◆ Task details
Within the material below, locate the line with "Runs a query." and the line with "of loading the", then return those two lines and all lines between them, exactly as written.
------ Records for the task
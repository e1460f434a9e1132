use std::sync::Arc;

use ahash::AHashMap;
use futures::{
    StreamExt, TryStreamExt,
    stream::{self, BoxStream},
};
use rangedb_common::{Result, error::Error};
use rangedb_format::{FileFormat, FileMeta, MemoryPointer, ReferencedValue};
use rangedb_index::{IndexFile, IndexFileOptions, IndexHeader, TreeCursor};
use rangedb_io::{CachePolicy, CachingResolver, RangeResolver};
use rangedb_text_index::{Bm25Scorer, shuffle_tokens};
use serde_json::Value;
use tokio::sync::OnceCell;

use crate::{
    DatabaseOptions,
    plan::{Plan, ScanPlan, SearchPlan},
    query::{Direction, Query},
    record::{CsvHeader, parse_jsonl, project},
};

/// Bytes read per attempt when looking for the end of the CSV header line.
const CSV_HEADER_READ: u64 = 4096;

/// Longest CSV header line accepted.
const CSV_HEADER_MAX: u64 = 1 << 20;

/// A record produced by a query.
#[derive(Debug, Clone, PartialEq)]
pub struct QueryRow {
    pub record: Value,
    /// BM25 score of a search result, `None` for scans.
    pub score: Option<f64>,
}

/// A queryable dataset: an append-only data file of JSON Lines or CSV records and the
/// index file describing it, both accessed through range resolvers.
///
/// Opening performs no I/O. The field directory, tree roots, and the CSV header are
/// loaded on first use and memoized for the lifetime of the handle; concurrent queries
/// share them.
pub struct Database {
    index: IndexFile,
    options: DatabaseOptions,
    csv_header: OnceCell<CsvHeader>,
}

impl Database {
    pub fn open(
        data: Arc<dyn RangeResolver>,
        index: Arc<dyn RangeResolver>,
        options: DatabaseOptions,
    ) -> Database {
        let index: Arc<dyn RangeResolver> = if options.cache_index {
            Arc::new(CachingResolver::new(
                index,
                CachePolicy::EvictOnIntegrity,
                "index",
            ))
        } else {
            index
        };
        let data: Arc<dyn RangeResolver> = if options.cache_data {
            Arc::new(CachingResolver::new(data, CachePolicy::Immutable, "data"))
        } else {
            data
        };
        let index = IndexFile::open(
            index,
            data,
            IndexFileOptions {
                skip_list_max_level: options.skip_list_max_level,
            },
        );
        Database {
            index,
            options,
            csv_header: OnceCell::new(),
        }
    }

    pub fn options(&self) -> &DatabaseOptions {
        &self.options
    }

    fn batch_size(&self) -> usize {
        self.options.fetch_batch_size.max(1)
    }

    pub fn index(&self) -> &IndexFile {
        &self.index
    }

    /// Every indexed field with the types it is indexed under.
    pub async fn fields(&self) -> Result<Vec<IndexHeader>> {
        self.index.headers().await
    }

    pub async fn file_meta(&self) -> Result<FileMeta> {
        self.index.file_meta().await
    }

    /// Runs a query.
    ///
    /// The query is validated before any tree is read. Scans stream their records in key
    /// order (or reverse key order), fetching them from the data file in batches as the
    /// stream is polled. Searches rank all matching documents first and then stream
    /// them by descending score. Every call starts a fresh execution.
    ///
    /// # Errors
    ///
    /// Returns a query validation error for an invalid query, or the error of loading the
    /// field directory. Errors during execution are yielded by the stream.
    pub async fn query(&self, query: &Query) -> Result<BoxStream<'_, Result<QueryRow>>> {
        let headers = self.fields().await?;
        let plan = Plan::build(query, &headers)?;
        log::debug!("query plan: {plan:?}");
        match plan {
            Plan::Empty => Ok(stream::empty().boxed()),
            Plan::Scan(scan) => self.scan(scan, query.select.clone(), query.limit).await,
            Plan::Search(search) => self.search(search, query.select.clone(), query.limit).await,
        }
    }

    async fn scan(
        &self,
        plan: ScanPlan,
        select: Option<Vec<String>>,
        limit: Option<usize>,
    ) -> Result<BoxStream<'_, Result<QueryRow>>> {
        let tree = self
            .index
            .tree(&plan.field_name, plan.field_type)
            .await?
            .ok_or_else(|| {
                Error::query_validation(format!(
                    "field '{}' is not indexed as {}",
                    plan.field_name, plan.field_type
                ))
            })?;
        let cursor = match (plan.direction, &plan.lower, &plan.upper) {
            (Direction::Ascending, Some(lower), _) if lower.inclusive => {
                tree.iter(&ReferencedValue::lower_sentinel(lower.key.clone()))
                    .await?
            }
            (Direction::Ascending, Some(lower), _) => {
                tree.iter_after(&ReferencedValue::upper_sentinel(lower.key.clone()))
                    .await?
            }
            (Direction::Ascending, None, _) => tree.iter_first().await?,
            (Direction::Descending, _, Some(upper)) if upper.inclusive => {
                tree.iter_after(&ReferencedValue::upper_sentinel(upper.key.clone()))
                    .await?
            }
            (Direction::Descending, _, Some(upper)) => {
                tree.iter(&ReferencedValue::lower_sentinel(upper.key.clone()))
                    .await?
            }
            (Direction::Descending, _, None) => tree.iter_last().await?,
        };

        let state = ScanState {
            cursor,
            plan,
            select,
            remaining: limit,
            done: false,
        };
        let rows = stream::try_unfold(state, move |mut state| async move {
            if state.done || state.remaining == Some(0) {
                return Ok(None);
            }
            let want = state
                .remaining
                .map_or(self.batch_size(), |r| r.min(self.batch_size()));
            let mut hits = Vec::with_capacity(want);
            while hits.len() < want {
                let entry = match state.plan.direction {
                    Direction::Ascending => state.cursor.next().await?,
                    Direction::Descending => state.cursor.prev().await?,
                };
                match entry {
                    Some((key, pointer)) if state.admits(&key.value) => hits.push((pointer, None)),
                    _ => {
                        state.done = true;
                        break;
                    }
                }
            }
            if hits.is_empty() {
                return Ok(None);
            }
            let mut rows = self.fetch_records(hits, state.select.as_deref()).await?;
            if let Some(remaining) = state.remaining.as_mut() {
                rows.truncate(*remaining);
                *remaining -= rows.len();
            }
            Ok::<_, Error>(Some((rows, state)))
        });
        Ok(rows
            .map_ok(|rows| stream::iter(rows.into_iter().map(Ok::<_, Error>)))
            .try_flatten()
            .boxed())
    }

    async fn search(
        &self,
        plan: SearchPlan,
        select: Option<Vec<String>>,
        limit: Option<usize>,
    ) -> Result<BoxStream<'_, Result<QueryRow>>> {
        let mut trees = AHashMap::new();
        for &field_type in &plan.field_types {
            if let Some(tree) = self.index.tree(&plan.field_name, field_type).await? {
                trees.insert(field_type, tree);
            }
        }
        let mut tokens = plan.tokenizer.tokenize(&plan.phrase);
        if self.options.search.shuffle_tokens {
            shuffle_tokens(&mut tokens, &mut fastrand::Rng::new());
        }
        let total_entries = self.file_meta().await?.entries;
        let table = Bm25Scorer::new(self.options.search.k1)
            .score(&tokens, &trees, total_entries)
            .await?;
        let ranked = match limit {
            Some(k) => table.top_k(k),
            None => table.top(),
        };
        log::debug!(
            "search for '{}' on '{}': {} token(s), {} document(s)",
            plan.phrase,
            plan.field_name,
            tokens.len(),
            ranked.len()
        );

        let batches: Vec<Vec<(MemoryPointer, Option<f64>)>> = ranked
            .chunks(self.batch_size())
            .map(|chunk| chunk.iter().map(|&(p, score)| (p, Some(score))).collect())
            .collect();
        let rows = stream::iter(batches).then(move |hits| {
            let select = select.clone();
            async move { self.fetch_records(hits, select.as_deref()).await }
        });
        Ok(rows
            .map_ok(|rows| stream::iter(rows.into_iter().map(Ok::<_, Error>)))
            .try_flatten()
            .boxed())
    }

    /// Reads the records at `hits` with one resolver call and parses them. Records cut
    /// short by the end of the read are skipped.
    async fn fetch_records(
        &self,
        hits: Vec<(MemoryPointer, Option<f64>)>,
        select: Option<&[String]>,
    ) -> Result<Vec<QueryRow>> {
        let pointers: Vec<MemoryPointer> = hits.iter().map(|&(p, _)| p).collect();
        let data = self.index.data_file().read_pointers(&pointers).await?;
        let header = match self.file_meta().await?.format {
            FileFormat::Csv => Some(self.csv_header().await?),
            FileFormat::Jsonl => None,
        };
        let mut rows = Vec::with_capacity(hits.len());
        for ((pointer, score), bytes) in hits.into_iter().zip(data) {
            let record = match header {
                Some(header) => header.parse_row(pointer, &bytes)?,
                None => parse_jsonl(pointer, &bytes)?,
            };
            let Some(record) = record else {
                continue;
            };
            let record = match select {
                Some(paths) => project(&record, paths),
                None => record,
            };
            rows.push(QueryRow { record, score });
        }
        Ok(rows)
    }

    async fn csv_header(&self) -> Result<&CsvHeader> {
        self.csv_header
            .get_or_try_init(|| async {
                let data = self.index.data_file();
                let mut len = CSV_HEADER_READ;
                loop {
                    let prefix = data.read(0, len).await?;
                    if let Some(header) = CsvHeader::from_prefix(&prefix)? {
                        log::debug!("CSV header: {}", header.line());
                        return Ok(header);
                    }
                    if (prefix.len() as u64) < len || len >= CSV_HEADER_MAX {
                        return Err(Error::io(
                            data.name(),
                            std::io::Error::new(
                                std::io::ErrorKind::UnexpectedEof,
                                "no complete CSV header line",
                            ),
                        ));
                    }
                    len *= 2;
                }
            })
            .await
    }
}

struct ScanState {
    cursor: TreeCursor,
    plan: ScanPlan,
    select: Option<Vec<String>>,
    remaining: Option<usize>,
    done: bool,
}

impl ScanState {
    /// Whether `key` is inside the scanned range. Scans stop at the first key outside.
    fn admits(&self, key: &[u8]) -> bool {
        self.plan
            .lower
            .as_ref()
            .is_none_or(|bound| bound.admits_from_below(key))
            && self
                .plan
                .upper
                .as_ref()
                .is_none_or(|bound| bound.admits_from_above(key))
    }
}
------------
◆ Solution for this task
    /// Runs a query.
    ///
    /// The query is validated before any tree is read. Scans stream their records in key
    /// order (or reverse key order), fetching them from the data file in batches as the
    /// stream is polled. Searches rank all matching documents first and then stream
    /// them by descending score. Every call starts a fresh execution.
    ///
    /// # Errors
    ///
    /// Returns a query validation error for an invalid query, or the error of loading the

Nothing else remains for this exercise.